• _The problem_
Report each line from the data below that holds the word "ClipboardError".

• _Record extracts_
use std::path::PathBuf;

#[derive(Debug, thiserror::Error)]
pub enum ConfigError {
    #[error("settings file not found: {0}")]
    FileNotFound(PathBuf),

    #[error("settings parse error: {0}")]
    ParseError(String),

    #[error("settings write error: {0}")]
    WriteError(String),

    #[error("invalid output mode: {0}")]
    InvalidOutputMode(String),

    #[error("invalid input kind: {0}")]
    InvalidInputKind(String),
}

#[derive(Debug, thiserror::Error)]
pub enum PlatformError {
    #[error("clipboard error: {0}")]
    ClipboardError(String),

    #[error("key synthesis error: {0}")]
    KeySynthError(String),

    #[error("screen capture error: {0}")]
    ScreenCaptureError(String),

    #[error("window query error: {0}")]
    WindowError(String),

    #[error("image encode error: {0}")]
    ImageError(String),

    #[error("path error: {0}")]
    PathError(String),

    #[error("keyboard hook error: {0}")]
    HookError(String),
}

#[derive(Debug, thiserror::Error)]
pub enum AiError {
    #[error("API error: {0}")]
    ApiError(String),

    #[error("network error: {0}")]
    NetworkError(String),

    #[error("parse error: {0}")]
    ParseError(String),

    #[error("agent returned empty result")]
    EmptyResult,

    #[error("cancelled")]
    Cancelled,
}

#[derive(Debug, thiserror::Error)]
pub enum AgentKeyError {
    #[error(transparent)]
    Config(#[from] ConfigError),

    #[error(transparent)]
    Platform(#[from] PlatformError),

    #[error(transparent)]
    Ai(#[from] AiError),

    #[error(transparent)]
    Io(#[from] std::io::Error),

    #[error("{0}")]
    Other(String),
}

#[cfg(test)]
mod tests {
    use super::*;

    #[test]
    fn config_error_display() {
        let err = ConfigError::FileNotFound(PathBuf::from("/tmp/missing.json"));
        assert_eq!(err.to_string(), "settings file not found: /tmp/missing.json");

        let err = ConfigError::InvalidOutputMode("SHOUT".into());
        assert_eq!(err.to_string(), "invalid output mode: SHOUT");
    }

    #[test]
    fn platform_error_display() {
        let err = PlatformError::ClipboardError("access denied".into());
        assert_eq!(err.to_string(), "clipboard error: access denied");

        let err = PlatformError::HookError("hook install rejected".into());
        assert_eq!(err.to_string(), "keyboard hook error: hook install rejected");
    }

    #[test]
    fn umbrella_error_from_layers() {
        let err: AgentKeyError = ConfigError::ParseError("bad json".into()).into();
        assert!(matches!(err, AgentKeyError::Config(_)));
        assert!(err.to_string().contains("bad json"));

        let err: AgentKeyError = AiError::NetworkError("connection reset".into()).into();
        assert!(matches!(err, AgentKeyError::Ai(_)));

        let io = std::io::Error::new(std::io::ErrorKind::NotFound, "gone");
        let err: AgentKeyError = io.into();
        assert!(matches!(err, AgentKeyError::Io(_)));
    }
}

• _Reply to the task_
    ClipboardError(String),
        let err = PlatformError::ClipboardError("access denied".into());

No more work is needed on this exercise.